Microbiological evaluation of the DEKO-190 Washer/Disinfector’s ability to remove Clostridium difficile spores from bedpan surfaces (#224)

Deirdre A Collins 1 2 , Thomas V Riley 1 2 3 4
  1. School of Pathology and Laboratory Medicine, University of Western Australia, Crawley, WA, Australia
  2. School of Medical and Health Sciences, Edith Cowan University, Joondalup, WA, Australia
  3. Department of Microbiology, PathWest Laboratory Medicine (WA), Nedlands, WA, Australia
  4. School of Veterinary and Life Sciences, Murdoch University, Murdoch, WA, Australia

Background and aims

Clostridium difficile is a major nosocomial pathogen that causes disease varying from mild diarrhoea to life-threatening pseudomembranous colitis. C. difficile spores are particularly resistant to disinfectants and frequently contaminate hospital equipment, including bedpans. Washer/Disinfectors (WDs) are commonly used to clean and decontaminate soiled equipment in health care facilities. This study aimed to evaluate the effectiveness of the DEKO-190 WD in removing C. difficile spores from contaminated bedpans.


Plastic carriers were inoculated with 0.2ml of a suspension of sterile human faeces containing ³ 1×107 CFU/ml non-toxigenic C. difficile spores and then taped to a sterile plastic bedpan. The bedpan and sterile negative controls were subjected to short, long or intensive wash cycles in the WD using one of two test detergents : Formula A (generic) and Formula B (highly alkaline). Counts of any residual spores on carriers were determined and mean log10 reductions in spores were calculated for each wash cycle.  


Mean log10 reductions were 3.21(SEM ±0.20) and 2.82 (±0.13) for Formula A and B, respectively, for the short cycle. The mean log10 reductions using the long wash cycle were 3.65 (±0.44) using Formula A, and 5.30 (±0.43) using Formula B, while log10 reductions were 3.37 (±0.58) (Formula A) and 4.64 (±0.47) (Formula B) for the intensive cycle. Residual spores were isolated from negative control carriers placed inside the machine for every wash cycle. Residual CFU titres were lower for the intensive wash program compared with the long program.

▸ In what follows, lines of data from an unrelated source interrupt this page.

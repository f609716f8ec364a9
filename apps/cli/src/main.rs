use std::path::PathBuf;

use anyhow::{Context, Result};
use clap::{ArgAction, Parser, Subcommand};
use devlink_core::{DeviceInventory, Host, InterfaceClass};
use serde::Serialize;
use tracing::info;
use tracing_subscriber::EnvFilter;

/// Inspect Windows storage devices and manage reparse points
#[derive(Parser)]
#[command(name = "devlink", version)]
#[command(about = "Storage device and reparse point tool", long_about = None)]
struct Cli {
    /// Pretty-print JSON output
    #[arg(long, global = true)]
    pretty: bool,

    /// Raise log verbosity (-v info, -vv debug, -vvv trace)
    #[arg(short, long, action = ArgAction::Count, global = true)]
    verbose: u8,

    #[command(subcommand)]
    command: Commands,
}

#[derive(Subcommand)]
enum Commands {
    /// List present device interfaces of one class
    Devices {
        /// disk, volume, cdrom, partition or an interface class GUID
        #[arg(long, default_value = "disk")]
        class: InterfaceClass,
        /// Remote machine name; the local machine when omitted
        #[arg(long, default_value = "")]
        host: String,
        /// Also resolve the physical drive behind each interface (local only)
        #[arg(long, conflicts_with = "host")]
        resolve: bool,
    },
    /// Resolve the physical drive behind a drive letter
    Drive {
        letter: char,
    },
    /// Resolve every present drive letter
    Drives,
    /// Enumerate local disks and resolve each one
    Disks,
    /// Inspect or remove reparse points
    Reparse {
        #[command(subcommand)]
        command: ReparseCommand,
    },
    /// Create a junction at LINK pointing to TARGET
    Junction {
        link: PathBuf,
        target: PathBuf,
        /// Reuse LINK when it already exists
        #[arg(long)]
        overwrite: bool,
    },
    /// Remove a junction and its directory
    Unjunction {
        path: PathBuf,
    },
    /// Turn NTFS compression on for a file or directory
    Compress {
        path: PathBuf,
        /// Turn compression off instead
        #[arg(long)]
        off: bool,
    },
}

#[derive(Subcommand)]
enum ReparseCommand {
    /// Decode the reparse point at PATH
    Show { path: PathBuf },
    /// Remove the reparse point at PATH, keeping the file or directory
    Delete { path: PathBuf },
}

fn init_logging(verbose: u8) {
    let default = match verbose {
        0 => "warn",
        1 => "info",
        2 => "debug",
        _ => "trace",
    };
    tracing_subscriber::fmt()
        .with_writer(std::io::stderr)
        .with_env_filter(EnvFilter::try_from_default_env().unwrap_or_else(|_| EnvFilter::new(default)))
        .init();
}

fn print_json<T: Serialize>(value: &T, pretty: bool) -> Result<()> {
    if pretty {
        println!("{}", serde_json::to_string_pretty(value)?);
    } else {
        println!("{}", serde_json::to_string(value)?);
    }
    Ok(())
}

fn main() -> Result<()> {
    let cli = Cli::parse();
    init_logging(cli.verbose);

    match cli.command {
        Commands::Devices {
            class,
            host,
            resolve,
        } => {
            let host = Host::parse(&host);
            let devices = devlink_host_windows::enumerate_devices(&host, class.guid())
                .with_context(|| format!("enumerating {} interfaces on {host}", class.guid()))?;
            info!(count = devices.len(), "devices enumerated");
            let drives = if resolve {
                devlink_host_windows::resolve_records(&devices)
                    .context("resolving physical drives")?
            } else {
                Vec::new()
            };
            let inventory = DeviceInventory::new(host, class.guid(), devices).with_drives(drives);
            print_json(&inventory, cli.pretty)
        }
        Commands::Drive { letter } => {
            let drive = devlink_host_windows::resolve_drive_letter(letter)
                .with_context(|| format!("resolving drive {letter}:"))?;
            print_json(&drive, cli.pretty)
        }
        Commands::Drives => {
            let drives = devlink_host_windows::resolve_all_drive_letters()
                .context("resolving drive letters")?;
            print_json(&drives, cli.pretty)
        }
        Commands::Disks => {
            let drives = devlink_host_windows::enumerate_physical_disks()
                .context("enumerating physical disks")?;
            print_json(&drives, cli.pretty)
        }
        Commands::Reparse {
            command: ReparseCommand::Show { path },
        } => {
            let data = devlink_host_windows::read_reparse_point(&path)
                .with_context(|| format!("reading reparse point {}", path.display()))?;
            print_json(
                &serde_json::json!({
                    "path": path,
                    "tag": format!("{:#010x}", data.tag()),
                    "target": data.target(),
                    "relative": data.is_relative(),
                    "data": data,
                }),
                cli.pretty,
            )
        }
        Commands::Reparse {
            command: ReparseCommand::Delete { path },
        } => {
            devlink_host_windows::delete_reparse_point(&path)
                .with_context(|| format!("deleting reparse point {}", path.display()))?;
            print_json(&serde_json::json!({ "success": true }), cli.pretty)
        }
        Commands::Junction {
            link,
            target,
            overwrite,
        } => {
            devlink_host_windows::create_junction(&link, &target, overwrite).with_context(|| {
                format!("creating junction {} -> {}", link.display(), target.display())
            })?;
            print_json(
                &serde_json::json!({ "success": true, "link": link, "target": target }),
                cli.pretty,
            )
        }
        Commands::Unjunction { path } => {
            devlink_host_windows::delete_junction(&path)
                .with_context(|| format!("removing junction {}", path.display()))?;
            print_json(&serde_json::json!({ "success": true }), cli.pretty)
        }
        Commands::Compress { path, off } => {
            devlink_host_windows::set_compression(&path, !off)
                .with_context(|| format!("setting compression on {}", path.display()))?;
            print_json(
                &serde_json::json!({ "success": true, "compressed": !off }),
                cli.pretty,
            )
        }
    }
}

In conclusion, washing with the DEKO-190 significantly reduced spore concentrations on carrier surfaces on a bedpan.  However, the temperature inside the DEKO-190 was not sufficient to inactivate all spores, which exhibited high temperature resistance in other heat tests. Spore counts were most effectively reduced when carriers were washed on a long or intensive wash cycle using an alkaline detergent.